C’est dans cette « solitude menacée » que viennent en fin de compte retentir tous les problèmes sociaux et spirituels. C’est en elle, et c’est en elle seule, qu’ils provoquent un écho humain. C’est en elle enfin que s’opère l’acte d’une communion réelle. La personne est un lieu d’héroïsme, et cela signifie qu’elle est le lieu, l’origine et la fin de toute incarnation, de toute création, de tout risque.

La personne est aussi, par conséquent, l’individu moral, l’individu social par excellence. Mais dans son acte seulement, c’est-à-dire dans l’instant présent, non point dans la durée psychologique et descriptible ; c’est pourquoi des généralités abstraites telles que morale ou socialisme5, entités que l’on peut considérer en soi comme des systèmes, indépendamment du rapport actuel d’un je et d’un tu, ne rendent pas compte de l’être personnel, ni d’aucune réalité humaine.

Ces considérations peuvent paraître assez arides, et curieusement abstraites, s’agissant du concret par excellence. J’espère toutefois que le lecteur les aura transposées dans une actualité dont le moins qu’on puisse dire est [p. 23] qu’elle nous assaille de toutes parts avec ses grands panneaux hauts en couleur promenés par les rues allemandes et italiennes, et jusque dans les pages illustrées de nos quotidiens. Il me reste à marquer la dépendance théologique d’une analyse qui peut paraître strictement humaine.

On peut parler en termes de philosophie du rapport d’un je à un tu. Mais on ne peut le comprendre et le vivre, dans son paradoxe profond, que si l’on se réfère au rapport primitif qui fonde la personne humaine : le rapport de l’homme à son Créateur. Le Droit romain a peut-être raison de refuser à mon voisin le pouvoir de me questionner, puisque ce pouvoir n’a pas d’autre fondement que l’ordre révélé par Jésus-Christ.
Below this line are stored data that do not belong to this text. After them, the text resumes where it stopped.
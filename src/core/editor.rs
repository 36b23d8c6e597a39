//! Editing-session helpers: bookkeeping for an in-progress effect edit
//! before it is committed to the Override Store. Raw string inputs are
//! parsed here, failures are collected as field-keyed messages (an edit
//! form needs every message at once, not the first), and a draft only
//! converts into a store-ready override entry when every field parses.

use std::collections::{BTreeMap, BTreeSet};

use super::types::{EffectField, GlobalParameters, RecipientEffectOverride};

/// Whether a pending field edit is an absolute override or a multiplier.
#[derive(Copy, Clone, Debug, Eq, PartialEq)]
pub enum FieldMode {
    Override,
    Multiplier,
}

#[derive(Debug, Clone, PartialEq)]
pub struct FieldInput {
    pub mode: FieldMode,
    pub raw: String,
}

/// One effect's in-progress edit: raw text per field plus a pending
/// disable toggle.
#[derive(Debug, Clone, PartialEq)]
pub struct EffectDraft {
    pub effect_id: String,
    pub disabled: Option<bool>,
    pub inputs: BTreeMap<EffectField, FieldInput>,
}

impl EffectDraft {
    pub fn new(effect_id: impl Into<String>) -> Self {
        EffectDraft {
            effect_id: effect_id.into(),
            disabled: None,
            inputs: BTreeMap::new(),
        }
    }

    /// Prefills a draft from a committed override entry.
    pub fn from_override(entry: &RecipientEffectOverride) -> Self {
        let mut draft = EffectDraft::new(entry.effect_id.clone());
        draft.disabled = entry.disabled;
        for (field, value) in &entry.overrides {
            draft.inputs.insert(
                *field,
                FieldInput {
                    mode: FieldMode::Override,
                    raw: value.to_string(),
                },
            );
        }
        for (field, value) in &entry.multipliers {
            draft.inputs.insert(
                *field,
                FieldInput {
                    mode: FieldMode::Multiplier,
                    raw: value.to_string(),
                },
            );
        }
        draft
    }

    pub fn set_input(&mut self, field: EffectField, raw: impl Into<String>) {
        let raw = raw.into();
        match self.inputs.get_mut(&field) {
            Some(input) => input.raw = raw,
            None => {
                self.inputs.insert(
                    field,
                    FieldInput {
                        mode: FieldMode::Override,
                        raw,
                    },
                );
            }
        }
    }

    /// Switches a field between override and multiplier mode. Changing the
    /// mode discards the pending text: the two modes are mutually
    /// exclusive all the way down to the store.
    pub fn set_mode(&mut self, field: EffectField, mode: FieldMode) {
        match self.inputs.get_mut(&field) {
            Some(input) if input.mode != mode => {
                input.mode = mode;
                input.raw.clear();
            }
            Some(_) => {}
            None => {
                self.inputs.insert(
                    field,
                    FieldInput {
                        mode,
                        raw: String::new(),
                    },
                );
            }
        }
    }
}

fn normalize_raw(raw: &str) -> String {
    raw.trim()
        .trim_start_matches('$')
        .replace(',', "")
        .trim()
        .to_string()
}

/// Parses one raw field input. Accepts plain numbers with optional `$`
/// prefix and thousands separators.
pub fn parse_field(raw: &str) -> Result<f64, String> {
    let cleaned = normalize_raw(raw);
    if cleaned.is_empty() {
        return Err("enter a number".to_string());
    }
    let value: f64 = cleaned
        .parse()
        .map_err(|_| format!("'{}' is not a number", raw.trim()))?;
    if !value.is_finite() {
        return Err("value must be finite".to_string());
    }
    Ok(value)
}

fn validate_field(field: EffectField, mode: FieldMode, value: f64) -> Result<(), String> {
    match mode {
        FieldMode::Multiplier => {
            if value <= 0.0 {
                return Err("multiplier must be positive".to_string());
            }
        }
        FieldMode::Override => match field {
            EffectField::WindowLength => {
                if value < 0.0 {
                    return Err("windowLength cannot be negative".to_string());
                }
            }
            EffectField::PopulationFractionAffected => {
                if !(value > 0.0 && value <= 1.0) {
                    return Err("populationFractionAffected must be in (0, 1]".to_string());
                }
            }
            _ => {}
        },
    }
    Ok(())
}

/// Parses every non-empty field of a draft. On failure, returns a message
/// per offending field; the presence of any message blocks commit.
pub fn parse_draft(
    draft: &EffectDraft,
) -> Result<BTreeMap<EffectField, (FieldMode, f64)>, BTreeMap<EffectField, String>> {
    let mut parsed = BTreeMap::new();
    let mut errors = BTreeMap::new();
    for (field, input) in &draft.inputs {
        if normalize_raw(&input.raw).is_empty() {
            continue;
        }
        match parse_field(&input.raw).and_then(|value| {
            validate_field(*field, input.mode, value).map(|()| value)
        }) {
            Ok(value) => {
                parsed.insert(*field, (input.mode, value));
            }
            Err(message) => {
                errors.insert(*field, message);
            }
        }
    }
    if errors.is_empty() { Ok(parsed) } else { Err(errors) }
}

/// Converts a fully parsed draft into a store-ready override entry.
pub fn draft_to_override(
    draft: &EffectDraft,
) -> Result<RecipientEffectOverride, BTreeMap<EffectField, String>> {
    let parsed = parse_draft(draft)?;
    let mut entry = RecipientEffectOverride::new(draft.effect_id.clone());
    entry.disabled = draft.disabled;
    for (field, (mode, value)) in parsed {
        match mode {
            FieldMode::Override => {
                entry.overrides.insert(field, value);
            }
            FieldMode::Multiplier => {
                entry.multipliers.insert(field, value);
            }
        }
    }
    Ok(entry)
}

/// Which fields of the draft differ from the committed entry. A field that
/// fails to parse is dirty by definition; an emptied field is dirty when
/// the committed entry still holds a value for it.
pub fn dirty_fields(
    draft: &EffectDraft,
    committed: Option<&RecipientEffectOverride>,
) -> BTreeSet<EffectField> {
    let mut dirty = BTreeSet::new();
    for (field, input) in &draft.inputs {
        let committed_value = committed
            .and_then(|entry| match input.mode {
                FieldMode::Override => entry.overrides.get(field),
                FieldMode::Multiplier => entry.multipliers.get(field),
            })
            .copied();
        let cleaned = normalize_raw(&input.raw);
        if cleaned.is_empty() {
            if committed_value.is_some() {
                dirty.insert(*field);
            }
            continue;
        }
        match parse_field(&input.raw) {
            Ok(value) if Some(value) == committed_value => {}
            _ => {
                dirty.insert(*field);
            }
        }
    }
    dirty
}

#[derive(Debug, Clone, Copy, PartialEq)]
pub enum TimeLimitWarning {
    /// The window starts at or beyond the global time limit: no benefit
    /// will count at all.
    FullyTruncated,
    /// The window crosses the limit; only `usable_years` of it count.
    Truncated { usable_years: f64 },
}

pub fn time_limit_warning(
    start_time: f64,
    window_length: f64,
    params: &GlobalParameters,
) -> Option<TimeLimitWarning> {
    if window_length <= 0.0 {
        return None;
    }
    if start_time >= params.time_limit {
        return Some(TimeLimitWarning::FullyTruncated);
    }
    if start_time + window_length > params.time_limit {
        return Some(TimeLimitWarning::Truncated {
            usable_years: params.time_limit - start_time,
        });
    }
    None
}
Si le tu a le droit de venir troubler ma quiétude, n’est-ce pas, en définitive, parce qu’il est pour moi, à tel instant, le symbole réel de Celui qui nous a dit : « En vérité, toutes les fois que vous avez fait cela à un seul des plus petits parmi mes frères que voici, c’est à moi que vous l’avez fait. » Et si ce tu, non seulement possède le droit d’être reçu par moi, mais encore d’être reçu quoi qu’il me demande, fût-ce ma mort, n’est-ce pas pour cette seule raison, où bat le cœur du paradoxe le plus fou, que l’Évangile nous dit : « Aimez vos ennemis » ?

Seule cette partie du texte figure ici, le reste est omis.